D.J.C. worked as a warehouse associate for 10 months prior to the drug test and was fired a month later. He claims that company officials didn’t allow him to list the medications he was taking prior to the test and seemed confused when he told him he’s a registered medical cannabis patient.

“They had a zero-tolerance policy against illegal drugs, and to me that wasn’t an illegal drug. That was my medicine,” D.J.C. told NJTV News, adding that human resource officials told him he wasn’t being terminated but, instead, was being placed on “disability leave” while the company awaited paperwork from his physician.

Once Amazon received the paperwork, D.J.C. says, he was terminated for failing to tell them he used medical cannabis, citing Amazon’s zero-tolerance drug policies.

Walter Dana Venneman, the attorney for D.J.C., told NJ Spotlight that his client was given “three terminations, each for a different reason.”
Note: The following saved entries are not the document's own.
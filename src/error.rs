use core::fmt::{self, Display, Formatter};
use core2::error::Error;

#[derive(Debug, Copy, Clone, PartialEq, Eq)]
pub enum PairingError {
    InvalidFieldBytes,
    InvalidFieldString,
    InvalidGtBytes,
    InvalidHex,
    NotOnCurve,
    NotInSubgroup,
    ZeroElement,
}

impl Display for PairingError {
    fn fmt(&self, f: &mut Formatter) -> fmt::Result {
        match self {
            PairingError::InvalidFieldBytes => write!(f, "Invalid field element bytes"),
            PairingError::InvalidFieldString => write!(f, "Invalid field element string"),
            PairingError::InvalidGtBytes => write!(f, "Invalid Gt bytes"),
            PairingError::InvalidHex => write!(f, "Invalid hex string"),
            PairingError::NotOnCurve => write!(f, "Point is not on the curve"),
            PairingError::NotInSubgroup => write!(f, "Point is not in the prime order subgroup"),
            PairingError::ZeroElement => write!(f, "Element is zero"),
        }
    }
}

impl Error for PairingError {}

impl From<hex::FromHexError> for PairingError {
    fn from(_: hex::FromHexError) -> Self {
        PairingError::InvalidHex
    }
}
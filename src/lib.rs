#![no_std]

#[cfg(any(feature = "alloc", test))]
extern crate alloc;
#[cfg(any(feature = "std", test))]
extern crate std;

#[cfg(feature = "alloc")]
use alloc::vec::Vec;

mod error;
pub mod inner_types;

pub use error::*;
pub use inner_types::{
    final_exponentiation, final_exponentiation_with, miller_loop, miller_loop_with,
    multi_miller_loop, multi_miller_loop_with, pairing, pairing_with, Fp, Fp12, Fp2, Fp6,
    G1Affine, G1Projective, G2Affine, G2Jacobian, G2Projective, Gt, LineEvaluation,
    MillerLoopResult, PairingParams,
};
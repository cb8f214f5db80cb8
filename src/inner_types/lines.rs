//! Line functions of the Miller loop.
//!
//! A line through two twist points evaluated at a $\mathbb{G}_1$ point has
//! three nonzero coefficients in $\mathbb{F}_{p^{12}}$, at `v`, `v w` and
//! `v^2 w`. The untwist `(x, y) -> (x w^2, y w^3)` of this tower maps them
//! there without any extra scaling.

use super::{Fp, Fp12, Fp2, G2Affine, G2Jacobian, G2Projective};

/// The sparse coefficients of one line evaluation.
#[derive(Copy, Clone, Debug, Default, PartialEq, Eq)]
pub struct LineEvaluation {
    /// The coefficient of `v`, scaled by `P.y`
    pub r0: Fp2,
    /// The coefficient of `v w`, scaled by `P.x`
    pub r1: Fp2,
    /// The coefficient of `v^2 w`
    pub r2: Fp2,
}

impl LineEvaluation {
    /// The line through `q` and `r`, both homogeneous, at `(px, py)`.
    fn through(q: &G2Projective, r: &G2Projective, px: &Fp, py: &Fp) -> Self {
        Self {
            r0: (q.z * r.x - q.x * r.z) * py,
            r1: (q.y * r.z - q.z * r.y) * px,
            r2: q.x * r.y - q.y * r.x,
        }
    }

    /// The line through two Jacobian points at `(px, py)`.
    pub fn evaluate_jacobian(q: &G2Jacobian, r: &G2Jacobian, px: &Fp, py: &Fp) -> Self {
        Self::through(&G2Projective::from(q), &G2Projective::from(r), px, py)
    }

    /// The line through a Jacobian point and an affine point at `(px, py)`.
    pub fn evaluate_affine(q: &G2Jacobian, r: &G2Affine, px: &Fp, py: &Fp) -> Self {
        let q = G2Projective::from(q);
        Self {
            r0: (q.z * r.x - q.x) * py,
            r1: (q.y - q.z * r.y) * px,
            r2: q.x * r.y - q.y * r.x,
        }
    }

    /// Multiplies `f` by this line.
    pub fn fold_into(&self, f: &Fp12) -> Fp12 {
        f.mul_by_v(&self.r0) + f.mul_by_vw(&self.r1) + f.mul_by_v2w(&self.r2)
    }
}

#[cfg(test)]
mod tests {
    use super::*;
    use crate::inner_types::{Fp6, G1Affine};
    use rand_chacha::ChaCha8Rng;
    use rand_core::SeedableRng;

    /// `r1 x + r0 y + r2` for a line evaluated at `P = (1, 1)`
    fn line_at(line: &LineEvaluation, point: &G2Affine) -> Fp2 {
        line.r1 * point.x + line.r0 * point.y + line.r2
    }

    #[test]
    fn chord_vanishes_on_its_points() {
        let q = G2Affine::generator();
        let t = G2Jacobian::from(q).double();

        let line = LineEvaluation::evaluate_affine(&t, &q, &Fp::ONE, &Fp::ONE);
        assert!(bool::from(line_at(&line, &q).is_zero()));
        assert!(bool::from(line_at(&line, &t.to_affine()).is_zero()));

        let same = LineEvaluation::evaluate_jacobian(&t, &G2Jacobian::from(q), &Fp::ONE, &Fp::ONE);
        assert_eq!(same, line);
    }

    #[test]
    fn tangent_vanishes_on_double() {
        let q = G2Affine::generator();
        let t = G2Jacobian::from(q).add_mixed(&q).add_mixed(&q);
        let minus_2t = -t.double();

        let line = LineEvaluation::evaluate_jacobian(&t, &minus_2t, &Fp::ONE, &Fp::ONE);
        assert!(bool::from(line_at(&line, &t.to_affine()).is_zero()));
        assert!(bool::from(line_at(&line, &minus_2t.to_affine()).is_zero()));
        assert!(!bool::from(line_at(&line, &q).is_zero()));
    }

    #[test]
    fn base_point_scaling() {
        let p = G1Affine::generator();
        let q = G2Affine::generator();
        let t = G2Jacobian::from(q).double();

        let unit = LineEvaluation::evaluate_affine(&t, &q, &Fp::ONE, &Fp::ONE);
        let line = LineEvaluation::evaluate_affine(&t, &q, &p.x, &p.y);
        assert_eq!(line.r0, unit.r0 * p.y);
        assert_eq!(line.r1, unit.r1 * p.x);
        assert_eq!(line.r2, unit.r2);
    }

    #[test]
    fn sparse_fold() {
        let mut rng = ChaCha8Rng::from_seed([31u8; 32]);
        let f = Fp12::random(&mut rng);
        let line = LineEvaluation {
            r0: Fp2::random(&mut rng),
            r1: Fp2::random(&mut rng),
            r2: Fp2::random(&mut rng),
        };
        let dense = Fp12::new(
            Fp6::new(Fp2::ZERO, line.r0, Fp2::ZERO),
            Fp6::new(Fp2::ZERO, line.r1, line.r2),
        );
        assert_eq!(line.fold_into(&Fp12::ONE), dense);
        assert_eq!(line.fold_into(&f), f * dense);
    }
}
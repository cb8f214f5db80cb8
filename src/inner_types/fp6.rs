use super::*;
use crate::PairingError;
use core::{
    fmt::{self, Debug, Formatter},
    ops::{Add, AddAssign, Mul, MulAssign, Neg, Sub, SubAssign},
};
use rand_core::RngCore;
use subtle::{Choice, ConditionallySelectable, ConstantTimeEq, CtOption};
use zeroize::DefaultIsZeroes;

/// `u^((p^k - 1) / 3)` for k = 1, 2, 3
const FROBENIUS_COEFF_C1: [Fp; 3] = [
    Fp::from_be_hex("000000000000000009b3af05dd14f6ec619aaf7d34594aabc5ed1347970dec00452217cc900000008508c00000000002"),
    Fp::from_be_hex("000000000000000009b3af05dd14f6ec619aaf7d34594aabc5ed1347970dec00452217cc900000008508c00000000001"),
    Fp::from_be_hex("01ae3a4617c510eac63b05c06ca1493b1a22d9f300f5138f1ef3622fba094800170b5d44300000008508c00000000000"),
];

/// `u^(2(p^k - 1) / 3)` for k = 1, 2, 3
const FROBENIUS_COEFF_C2: [Fp; 3] = [
    Fp::from_be_hex("000000000000000009b3af05dd14f6ec619aaf7d34594aabc5ed1347970dec00452217cc900000008508c00000000001"),
    Fp::from_be_hex("01ae3a4617c510eabc8756ba8f8c524eb8882a75cc9bc8e359064ee822fb5bffd1e945779fffffffffffffffffffffff"),
    Fp::ONE,
];

/// Represents an element $c_0 + c_1 v + c_2 v^2$ of $\mathbb{F}_{p^6} = \mathbb{F}_{p^2} / v^3 - u$
#[derive(Copy, Clone, Default)]
pub struct Fp6 {
    pub c0: Fp2,
    pub c1: Fp2,
    pub c2: Fp2,
}

impl ConstantTimeEq for Fp6 {
    fn ct_eq(&self, other: &Self) -> Choice {
        self.c0.ct_eq(&other.c0) & self.c1.ct_eq(&other.c1) & self.c2.ct_eq(&other.c2)
    }
}

impl ConditionallySelectable for Fp6 {
    fn conditional_select(a: &Self, b: &Self, choice: Choice) -> Self {
        Self {
            c0: Fp2::conditional_select(&a.c0, &b.c0, choice),
            c1: Fp2::conditional_select(&a.c1, &b.c1, choice),
            c2: Fp2::conditional_select(&a.c2, &b.c2, choice),
        }
    }
}

impl Debug for Fp6 {
    fn fmt(&self, f: &mut Formatter) -> fmt::Result {
        write!(
            f,
            "Fp6({:?} + {:?} * v + {:?} * v^2)",
            self.c0, self.c1, self.c2
        )
    }
}

extension_field_impl!(Fp6);

impl From<Fp> for Fp6 {
    fn from(f: Fp) -> Self {
        Self {
            c0: Fp2::from(f),
            c1: Fp2::ZERO,
            c2: Fp2::ZERO,
        }
    }
}

impl From<Fp2> for Fp6 {
    fn from(c0: Fp2) -> Self {
        Self {
            c0,
            c1: Fp2::ZERO,
            c2: Fp2::ZERO,
        }
    }
}

impl Fp6 {
    /// The size of the encoding in bytes
    pub const BYTES: usize = 3 * Fp2::BYTES;

    pub const ZERO: Self = Self {
        c0: Fp2::ZERO,
        c1: Fp2::ZERO,
        c2: Fp2::ZERO,
    };

    pub const ONE: Self = Self {
        c0: Fp2::ONE,
        c1: Fp2::ZERO,
        c2: Fp2::ZERO,
    };

    pub const fn new(c0: Fp2, c1: Fp2, c2: Fp2) -> Self {
        Self { c0, c1, c2 }
    }

    pub fn random(mut rng: impl RngCore) -> Self {
        Self {
            c0: Fp2::random(&mut rng),
            c1: Fp2::random(&mut rng),
            c2: Fp2::random(&mut rng),
        }
    }

    pub fn is_zero(&self) -> Choice {
        self.c0.is_zero() & self.c1.is_zero() & self.c2.is_zero()
    }

    pub fn is_one(&self) -> Choice {
        self.c0.is_one() & self.c1.is_zero() & self.c2.is_zero()
    }

    /// `c0 || c1 || c2`
    pub fn to_repr(&self) -> [u8; Self::BYTES] {
        let mut bytes = [0u8; Self::BYTES];
        bytes[..Fp2::BYTES].copy_from_slice(&self.c0.to_repr());
        bytes[Fp2::BYTES..2 * Fp2::BYTES].copy_from_slice(&self.c1.to_repr());
        bytes[2 * Fp2::BYTES..].copy_from_slice(&self.c2.to_repr());
        bytes
    }

    pub fn from_repr(bytes: &[u8; Self::BYTES]) -> CtOption<Self> {
        let mut c0 = [0u8; Fp2::BYTES];
        let mut c1 = [0u8; Fp2::BYTES];
        let mut c2 = [0u8; Fp2::BYTES];
        c0.copy_from_slice(&bytes[..Fp2::BYTES]);
        c1.copy_from_slice(&bytes[Fp2::BYTES..2 * Fp2::BYTES]);
        c2.copy_from_slice(&bytes[2 * Fp2::BYTES..]);
        Fp2::from_repr(&c0).and_then(|c0| {
            Fp2::from_repr(&c1)
                .and_then(|c1| Fp2::from_repr(&c2).map(|c2| Self { c0, c1, c2 }))
        })
    }

    /// Multiplies by `c1 v`.
    pub fn mul_by_1(&self, c1: &Fp2) -> Self {
        Self {
            c0: (self.c2 * c1).mul_by_nonresidue(),
            c1: self.c0 * c1,
            c2: self.c1 * c1,
        }
    }

    /// Multiplies by `c2 v^2`.
    pub fn mul_by_2(&self, c2: &Fp2) -> Self {
        Self {
            c0: (self.c1 * c2).mul_by_nonresidue(),
            c1: (self.c2 * c2).mul_by_nonresidue(),
            c2: self.c0 * c2,
        }
    }

    /// Scales every coefficient by `rhs`.
    pub fn mul_by_fp2(&self, rhs: &Fp2) -> Self {
        Self {
            c0: self.c0 * rhs,
            c1: self.c1 * rhs,
            c2: self.c2 * rhs,
        }
    }

    pub fn mul_by_fp(&self, rhs: &Fp) -> Self {
        Self {
            c0: self.c0 * rhs,
            c1: self.c1 * rhs,
            c2: self.c2 * rhs,
        }
    }

    /// Multiplies by `v`, rotating the coefficients and scaling the wrapped one by `u`.
    pub fn mul_by_nonresidue(&self) -> Self {
        Self {
            c0: self.c2.mul_by_nonresidue(),
            c1: self.c0,
            c2: self.c1,
        }
    }

    /// Raises this element to `p^power` for `power` in `1..=3`.
    pub(crate) fn frobenius_map(&self, power: usize) -> Self {
        debug_assert!((1..=3).contains(&power));
        Self {
            c0: self.c0.frobenius_map(power),
            c1: self.c1.frobenius_map(power) * FROBENIUS_COEFF_C1[power - 1],
            c2: self.c2.frobenius_map(power) * FROBENIUS_COEFF_C2[power - 1],
        }
    }

    pub fn frobenius(&self) -> Self {
        self.frobenius_map(1)
    }

    pub fn frobenius_square(&self) -> Self {
        self.frobenius_map(2)
    }

    pub fn frobenius_cube(&self) -> Self {
        self.frobenius_map(3)
    }

    pub fn addition(&self, other: &Self) -> Self {
        Self {
            c0: self.c0 + other.c0,
            c1: self.c1 + other.c1,
            c2: self.c2 + other.c2,
        }
    }

    pub fn double(&self) -> Self {
        Self {
            c0: self.c0.double(),
            c1: self.c1.double(),
            c2: self.c2.double(),
        }
    }

    pub fn subtract(&self, other: &Self) -> Self {
        Self {
            c0: self.c0 - other.c0,
            c1: self.c1 - other.c1,
            c2: self.c2 - other.c2,
        }
    }

    pub fn negate(&self) -> Self {
        Self {
            c0: -self.c0,
            c1: -self.c1,
            c2: -self.c2,
        }
    }

    pub fn multiply(&self, other: &Self) -> Self {
        // Algorithm 13 from "High-Speed Software Implementation of the Optimal Ate Pairing over Barreto-Naehrig Curves"
        // by Jean-Luc Beuchat, Jorge E. González-Díaz, Shigeo Mitsunari, Eiji Okamoto, Francisco Rodríguez-Henríquez, and Tadanori Teruya

        let a_a = self.c0 * other.c0;
        let b_b = self.c1 * other.c1;
        let c_c = self.c2 * other.c2;

        let t0 = (self.c1 + self.c2) * (other.c1 + other.c2) - b_b - c_c;
        let t1 = (self.c0 + self.c1) * (other.c0 + other.c1) - a_a - b_b;
        let t2 = (self.c0 + self.c2) * (other.c0 + other.c2) - a_a - c_c;

        Self {
            c0: a_a + t0.mul_by_nonresidue(),
            c1: t1 + c_c.mul_by_nonresidue(),
            c2: t2 + b_b,
        }
    }

    pub fn square(&self) -> Self {
        // Algorithm 16 from "High-Speed Software Implementation of the Optimal Ate Pairing over Barreto-Naehrig Curves"
        // by Jean-Luc Beuchat, Jorge E. González-Díaz, Shigeo Mitsunari, Eiji Okamoto, Francisco Rodríguez-Henríquez, and Tadanori Teruya

        let s0 = self.c0.square();
        let s1 = (self.c0 * self.c1).double();
        let s2 = (self.c0 - self.c1 + self.c2).square();
        let s3 = (self.c1 * self.c2).double();
        let s4 = self.c2.square();

        Self {
            c0: s0 + s3.mul_by_nonresidue(),
            c1: s1 + s4.mul_by_nonresidue(),
            c2: s1 + s2 + s3 - s0 - s4,
        }
    }

    pub fn invert(&self) -> CtOption<Self> {
        // Algorithm 17 from "High-Speed Software Implementation of the Optimal Ate Pairing over Barreto-Naehrig Curves"
        // by Jean-Luc Beuchat, Jorge E. González-Díaz, Shigeo Mitsunari, Eiji Okamoto, Francisco Rodríguez-Henríquez, and Tadanori Teruya

        let t0 = self.c0.square();
        let t1 = self.c1.square();
        let t2 = self.c2.square();
        let t3 = self.c0 * self.c1;
        let t4 = self.c0 * self.c2;
        let t5 = self.c1 * self.c2;

        // c0 = t0 - ξ * t5
        let c0 = t0 - t5.mul_by_nonresidue();
        // c1 = ξ * t2 - t3
        let c1 = t2.mul_by_nonresidue() - t3;
        // c2 = t1 - t4
        let c2 = t1 - t4;

        let t6 = self.c0 * c0 + (self.c2 * c1 + self.c1 * c2).mul_by_nonresidue();

        t6.invert().map(|t6| Self { c0, c1, c2 }.mul_by_fp2(&t6))
    }

    /// Square and multiply over little-endian 64-bit limbs. Not constant time.
    pub fn pow_vartime<S: AsRef<[u64]>>(&self, exp: S) -> Self {
        let mut res = Self::ONE;
        for e in exp.as_ref().iter().rev() {
            for i in (0..64).rev() {
                res = res.square();
                if ((*e >> i) & 1) == 1 {
                    res *= self;
                }
            }
        }
        res
    }
}
/// Operators, equality and encodings shared by the extension fields. The
/// type provides `addition`, `subtract`, `multiply`, `negate`, `ct_eq`,
/// `to_repr`/`from_repr` and `BYTES`.
macro_rules! extension_field_impl {
    ($name:ident) => {
        impl DefaultIsZeroes for $name {}

        impl Eq for $name {}

        impl PartialEq for $name {
            fn eq(&self, other: &Self) -> bool {
                self.ct_eq(other).into()
            }
        }

        impl AddAssign for $name {
            fn add_assign(&mut self, rhs: Self) {
                *self = self.addition(&rhs);
            }
        }

        ops_impl!(Add, add, +, AddAssign, add_assign, +=, LHS = $name, RHS = $name, OUTPUT = $name);

        impl SubAssign for $name {
            fn sub_assign(&mut self, rhs: Self) {
                *self = self.subtract(&rhs);
            }
        }

        ops_impl!(Sub, sub, -, SubAssign, sub_assign, -=, LHS = $name, RHS = $name, OUTPUT = $name);

        impl MulAssign for $name {
            fn mul_assign(&mut self, rhs: Self) {
                *self = self.multiply(&rhs);
            }
        }

        ops_impl!(Mul, mul, *, MulAssign, mul_assign, *=, LHS = $name, RHS = $name, OUTPUT = $name);

        impl Neg for $name {
            type Output = $name;

            fn neg(self) -> $name {
                self.negate()
            }
        }

        impl Neg for &$name {
            type Output = $name;

            fn neg(self) -> $name {
                self.negate()
            }
        }

        hex_impl!($name, $name::BYTES);

        bytes_impl!($name, |f: &$name| f.to_repr(), |bytes: &[u8]| {
            let repr = <[u8; $name::BYTES]>::try_from(bytes)
                .map_err(|_| PairingError::InvalidFieldBytes)?;
            Option::<$name>::from($name::from_repr(&repr)).ok_or(PairingError::InvalidFieldBytes)
        });

        serde_impl!(
            $name,
            |f: &$name| f.to_repr(),
            |bytes: &[u8; $name::BYTES]| {
                Option::<$name>::from($name::from_repr(bytes))
                    .ok_or(serde::de::Error::custom("Invalid bytes"))
            },
            $name::BYTES
        );
    };
}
“It’s almost like whack-a-mole. And what strikes me most in those three separate terminations, and it’s laid out in the complaint, is that at no point, ever, did they consider, ‘What might we work out with our good employee?’ Doesn’t matter if it’s medical cannabis, or it’s some other medication, or a limitation on hours. Whatever it is, they have to make an effort to make a reasonable accommodation. And they could’ve easily done that here. And my client did not come to work impaired at that workplace.” – Venneman, to NJ Spotlight

D.J.C. claims that the termination from the warehouse “blacklisted” him from other jobs at firms owned by Amazon, such as Whole Foods.

Last session, New Jersey lawmakers passed a bill that prohibits companies from punishing employees because of their medical cannabis use so long as they are not intoxicated on the job and can provide their valid medical cannabis identification card. D.J.C. is seeking reinstatement, back pay, and punitive damages.